[[ INFORMATION SUPPLIED open ]]
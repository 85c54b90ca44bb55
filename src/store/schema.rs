//! Database schema and migrations.

use anyhow::Result;
use rusqlite::Connection;

/// Run all pending migrations.
pub fn migrate(conn: &Connection) -> Result<()> {
    conn.execute_batch(
        "CREATE TABLE IF NOT EXISTS schema_version (
            version INTEGER PRIMARY KEY,
            applied_at TEXT NOT NULL DEFAULT (datetime('now'))
        );

        -- Source of truth for the next buffer index.
        CREATE TABLE IF NOT EXISTS buffer_meta (
            id INTEGER PRIMARY KEY CHECK (id = 0),
            max_index INTEGER NOT NULL
        );
        INSERT OR IGNORE INTO buffer_meta (id, max_index) VALUES (0, 0);

        -- One row per live buffer slot; idx is the durable log index.
        CREATE TABLE IF NOT EXISTS log_entries (
            idx INTEGER PRIMARY KEY,
            ts TEXT NOT NULL,
            entry_json TEXT NOT NULL,
            is_anomaly INTEGER NOT NULL DEFAULT 0
        );

        -- Ordered set of anomalous indices for range queries.
        CREATE TABLE IF NOT EXISTS anomaly_indices (
            idx INTEGER PRIMARY KEY
        );

        -- Bounded newest-first list of recently flagged indices.
        CREATE TABLE IF NOT EXISTS recent_anomalies (
            seq INTEGER PRIMARY KEY AUTOINCREMENT,
            idx INTEGER NOT NULL
        );

        CREATE TABLE IF NOT EXISTS alerts (
            id TEXT PRIMARY KEY,
            kind TEXT NOT NULL,
            severity TEXT NOT NULL,
            summary TEXT NOT NULL,
            details_json TEXT NOT NULL,
            created_at TEXT NOT NULL DEFAULT (datetime('now'))
        );

        CREATE INDEX IF NOT EXISTS idx_log_entries_ts ON log_entries(ts);
        CREATE INDEX IF NOT EXISTS idx_alerts_created ON alerts(created_at);",
    )?;

    Ok(())
}
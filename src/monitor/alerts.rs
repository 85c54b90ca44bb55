//! Durable alert log. Cooldown-surviving anomalies are recorded here for
//! the external alerting/reporting layer to drain.

use anyhow::Result;
use chrono::{DateTime, Utc};
use rusqlite::params;
use uuid::Uuid;

use crate::detect::Anomaly;
use crate::store::Pool;

#[derive(Debug, serde::Serialize)]
pub struct AlertRecord {
    pub id: Uuid,
    pub kind: String,
    pub severity: String,
    pub summary: String,
    pub details: serde_json::Value,
    pub created_at: DateTime<Utc>,
}

pub struct AlertLog {
    pool: Pool,
}

impl AlertLog {
    pub fn new(pool: Pool) -> Self {
        Self { pool }
    }

    pub fn record_alert(&self, anomaly: &Anomaly) -> Result<Uuid> {
        let conn = self.pool.get()?;
        let id = Uuid::new_v4();
        let details = serde_json::to_string(anomaly)?;

        conn.execute(
            "INSERT INTO alerts (id, kind, severity, summary, details_json, created_at)
             VALUES (?1, ?2, ?3, ?4, ?5, ?6)",
            params![
                id.to_string(),
                anomaly.kind.as_str(),
                anomaly.severity.as_str(),
                anomaly.description,
                details,
                Utc::now().to_rfc3339()
            ],
        )?;

        Ok(id)
    }

    pub fn list_recent(&self, limit: usize) -> Result<Vec<AlertRecord>> {
        let conn = self.pool.get()?;
        let mut stmt = conn.prepare(
            "SELECT id, kind, severity, summary, details_json, created_at
             FROM alerts ORDER BY created_at DESC LIMIT ?1",
        )?;

        let rows = stmt.query_map([limit], |row| {
            let id_str: String = row.get(0)?;
            let details_str: String = row.get(4)?;
            let created_str: String = row.get(5)?;
            Ok(AlertRecord {
                id: Uuid::parse_str(&id_str).unwrap_or_default(),
                kind: row.get(1)?,
                severity: row.get(2)?,
                summary: row.get(3)?,
                details: serde_json::from_str(&details_str).unwrap_or_default(),
                created_at: DateTime::parse_from_rfc3339(&created_str)
                    .map(|dt| dt.with_timezone(&Utc))
                    .unwrap_or_default(),
            })
        })?;

        let mut alerts = Vec::new();
        for r in rows {
            alerts.push(r?);
        }
        Ok(alerts)
    }
}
[[ INFORMATION SUPPLIED closed ]]
**YOUR TASK**
Set the entries down again, unchanged and complete.

**EXERCISE ANSWER**
repository 85c54b90ca44bb55
filename src/store/schema.rs
//! Database schema and migrations.

use anyhow::Result;
use rusqlite::Connection;

/// Run all pending migrations.
pub fn migrate(conn: &Connection) -> Result<()> {
    conn.execute_batch(
        "CREATE TABLE IF NOT EXISTS schema_version (
            version INTEGER PRIMARY KEY,
            applied_at TEXT NOT NULL DEFAULT (datetime('now'))
        );

        -- Source of truth for the next buffer index.
        CREATE TABLE IF NOT EXISTS buffer_meta (
            id INTEGER PRIMARY KEY CHECK (id = 0),
            max_index INTEGER NOT NULL
        );
        INSERT OR IGNORE INTO buffer_meta (id, max_index) VALUES (0, 0);

        -- One row per live buffer slot; idx is the durable log index.
        CREATE TABLE IF NOT EXISTS log_entries (
            idx INTEGER PRIMARY KEY,
            ts TEXT NOT NULL,
            entry_json TEXT NOT NULL,
            is_anomaly INTEGER NOT NULL DEFAULT 0
        );

        -- Ordered set of anomalous indices for range queries.
        CREATE TABLE IF NOT EXISTS anomaly_indices (
            idx INTEGER PRIMARY KEY
        );

        -- Bounded newest-first list of recently flagged indices.
        CREATE TABLE IF NOT EXISTS recent_anomalies (
            seq INTEGER PRIMARY KEY AUTOINCREMENT,
            idx INTEGER NOT NULL
        );

        CREATE TABLE IF NOT EXISTS alerts (
            id TEXT PRIMARY KEY,
            kind TEXT NOT NULL,
            severity TEXT NOT NULL,
            summary TEXT NOT NULL,
            details_json TEXT NOT NULL,
            created_at TEXT NOT NULL DEFAULT (datetime('now'))
        );

        CREATE INDEX IF NOT EXISTS idx_log_entries_ts ON log_entries(ts);
        CREATE INDEX IF NOT EXISTS idx_alerts_created ON alerts(created_at);",
    )?;

    Ok(())
}
filename src/monitor/alerts.rs
repository 85c54b90ca44bb55
//! Durable alert log. Cooldown-surviving anomalies are recorded here for
//! the external alerting/reporting layer to drain.

use anyhow::Result;
use chrono::{DateTime, Utc};
use rusqlite::params;
use uuid::Uuid;

use crate::detect::Anomaly;
use crate::store::Pool;

#[derive(Debug, serde::Serialize)]
pub struct AlertRecord {
    pub id: Uuid,
    pub kind: String,
    pub severity: String,
    pub summary: String,
    pub details: serde_json::Value,
    pub created_at: DateTime<Utc>,
}

pub struct AlertLog {
    pool: Pool,
}

impl AlertLog {
    pub fn new(pool: Pool) -> Self {
        Self { pool }
    }

    pub fn record_alert(&self, anomaly: &Anomaly) -> Result<Uuid> {
        let conn = self.pool.get()?;
        let id = Uuid::new_v4();
        let details = serde_json::to_string(anomaly)?;

        conn.execute(
            "INSERT INTO alerts (id, kind, severity, summary, details_json, created_at)
             VALUES (?1, ?2, ?3, ?4, ?5, ?6)",
            params![
                id.to_string(),
                anomaly.kind.as_str(),
                anomaly.severity.as_str(),
                anomaly.description,
                details,
                Utc::now().to_rfc3339()
            ],
        )?;

        Ok(id)
    }

    pub fn list_recent(&self, limit: usize) -> Result<Vec<AlertRecord>> {
        let conn = self.pool.get()?;
        let mut stmt = conn.prepare(
            "SELECT id, kind, severity, summary, details_json, created_at
             FROM alerts ORDER BY created_at DESC LIMIT ?1",
        )?;

        let rows = stmt.query_map([limit], |row| {
            let id_str: String = row.get(0)?;
            let details_str: String = row.get(4)?;
            let created_str: String = row.get(5)?;
            Ok(AlertRecord {
                id: Uuid::parse_str(&id_str).unwrap_or_default(),
                kind: row.get(1)?,
                severity: row.get(2)?,
                summary: row.get(3)?,
                details: serde_json::from_str(&details_str).unwrap_or_default(),
                created_at: DateTime::parse_from_rfc3339(&created_str)
                    .map(|dt| dt.with_timezone(&Utc))
                    .unwrap_or_default(),
            })
        })?;

        let mut alerts = Vec::new();
        for r in rows {
            alerts.push(r?);
        }
        Ok(alerts)
    }
}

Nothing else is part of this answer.